Mathison, who is already concealing the fact that she suffers from bipolar disorder, becomes obsessed with her suspicions of Brody, to the extent that she illegally bugs his home, lies to her superiors, and generally lets her investigation of him consume her life and endanger her career.  While we witness Brody trying to put the pieces of his life back together, cope with his emotional demons and learn how to interact with his family and friends once again; we watch as Mathison’s life and career increasingly unravel as she hangs all of her bets on the notion that Brody is a national threat.

So is she right?  If you want easy answers wrapped up in a tidy package by an episode’s end, you’d do better to stick with “NCIS”.  What makes “Homeland” so compelling is that it does not tackle good and evil and right and wrong with broad strokes.  Brody is clearly damaged and hiding something; but a terrorist threat?  Mathison is so concerned with hiding her own secrets and proving her theory correct that she may simply be seeing what she wants to see in Brody.  Unlike most series which establish a clear hero and villain, and the hero has to fight against all the bureaucratic nonsense and red tape to bring the villain to justice, it is not clear where “Homeland” is headed; and that is the show’s greatest asset.    Brody could indeed be a terrorist, or he could be the tragic hero; while Mathison could be the only one who sees him for the danger he represents or she could be a total head-case.  The thrill of “Homeland” is, at this point, either scenario seems equally possible.

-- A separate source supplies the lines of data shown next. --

//! Films API
//!
//! Entry point for the movie catalogue service. Loads configuration,
//! migrates and optionally seeds the database, then serves the HTTP API.

use films_api::auth::TokenService;
use films_api::config::Config;
use films_api::observability::metrics::init_metrics_recorder;
use films_api::repositories::{PgFavouriteRepository, PgMovieRepository, PgUserRepository};
use films_api::routes::{self, AppState};
use films_api::services::seed;
use std::net::SocketAddr;
use std::sync::Arc;
use std::time::Duration;
use tokio::signal;
use tracing::{error, info};
use tracing_subscriber::{layer::SubscriberExt, util::SubscriberInitExt};

#[tokio::main]
async fn main() -> Result<(), Box<dyn std::error::Error>> {
    tracing_subscriber::registry()
        .with(
            tracing_subscriber::EnvFilter::try_from_default_env()
                .unwrap_or_else(|_| "films_api=debug,films=debug,tower_http=debug".into()),
        )
        .with(tracing_subscriber::fmt::layer())
        .init();

    info!("Starting Films API");

    let config = Config::from_env().map_err(|e| {
        error!("Failed to load configuration: {}", e);
        e
    })?;

    info!(
        bind_address = %config.bind_address,
        bcrypt_cost = config.bcrypt_cost,
        seed_database = config.seed_database,
        "Configuration loaded successfully"
    );

    info!("Connecting to database...");
    let db_pool = sqlx::postgres::PgPoolOptions::new()
        .max_connections(20)
        .min_connections(2)
        .acquire_timeout(Duration::from_secs(5))
        .idle_timeout(Duration::from_secs(600))
        .connect(&config.database_url)
        .await
        .map_err(|e| {
            error!("Failed to connect to database: {}", e);
            e
        })?;

    sqlx::migrate!("../../migrations")
        .run(&db_pool)
        .await
        .map_err(|e| {
            error!("Failed to run migrations: {}", e);
            e
        })?;

    info!("Database connection established");

    let users = Arc::new(PgUserRepository::new(db_pool.clone()));
    let movies = Arc::new(PgMovieRepository::new(db_pool.clone()));
    let favourites = Arc::new(PgFavouriteRepository::new(db_pool));

    if config.seed_database {
        seed::seed_database(users.as_ref(), movies.as_ref(), config.bcrypt_cost)
            .await
            .map_err(|e| {
                error!("Failed to seed database: {}", e);
                e
            })?;
    }

    let metrics_handle = init_metrics_recorder().map_err(|e| {
        error!("Failed to initialize metrics: {}", e);
        e
    })?;

    let addr: SocketAddr = config.bind_address.parse().map_err(|e| {
        error!("Invalid bind address: {}", e);
        e
    })?;

    let state = Arc::new(AppState {
        tokens: Arc::new(TokenService::new(&config.jwt_secret)),
        config,
        users,
        movies,
        favourites,
    });

    let app = routes::with_serving_layers(routes::build_routes(state, metrics_handle));

    info!("Films API listening on {}", addr);

    let listener = tokio::net::TcpListener::bind(addr).await?;
    axum::serve(
        listener,
        app.into_make_service_with_connect_info::<SocketAddr>(),
    )
    .with_graceful_shutdown(shutdown_signal())
    .await?;

    info!("Films API shutdown complete");

    Ok(())
}

/// Resolves on SIGINT or SIGTERM.
async fn shutdown_signal() {
    let ctrl_c = async {
        match signal::ctrl_c().await {
            Ok(()) => info!("Received SIGINT, starting graceful shutdown..."),
            Err(e) => error!("Failed to listen for SIGINT: {}", e),
        }
    };

    #[cfg(unix)]
    let terminate = async {
        match signal::unix::signal(signal::unix::SignalKind::terminate()) {
            Ok(mut stream) => {
                stream.recv().await;
                info!("Received SIGTERM, starting graceful shutdown...");
            }
            Err(e) => {
                error!("Failed to listen for SIGTERM: {}", e);
                std::future::pending::<()>().await;
            }
        }
    };

    #[cfg(not(unix))]
    let terminate = std::future::pending::<()>();

    tokio::select! {
        _ = ctrl_c => {}
        _ = terminate => {}
    }
}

But the show can’t keep us on the hook forever, constantly tricking the audience or dragging the story out.  So far the writers have done a great job of revealing small but satisfying and important bits of each character’s persona as well as the bigger puzzle in each episode.  Though it’s to “Homeland’s” credit that the show is just as captivating when exploring the issues of Brody’s home life as it is when focusing on the espionage stuff.

“Homeland” never feels too talky or complicated despite being complex and challenging.  Danes (who I’ve admittedly never been a real fan of) and Lewis both give Emmy-ready performances, and the supporting cast – which includes Mandy Patinkin as Mathison’s mentor and “V’s” Morena Baccrain as Brody’s (beautiful) wife – is equally impeccable.

“Homeland” was adapted by “24’s” Howard Gordon and Alex Gansa from an Israeli series.  Gordon brings the best of “24” to this project, namely the often muddled line between good and evil and the question of when is it acceptable to break the laws of the country – or even society – for the greater good; and who has the right to make that determination.  But “Homeland” is not “24” 2.0.  Though I am of the opinion that every show could benefit from a Jack Bauer, this is a much more cerebral approach to the idea of fighting a terrorist threat from within.  Yet, somehow, it is no less thrilling.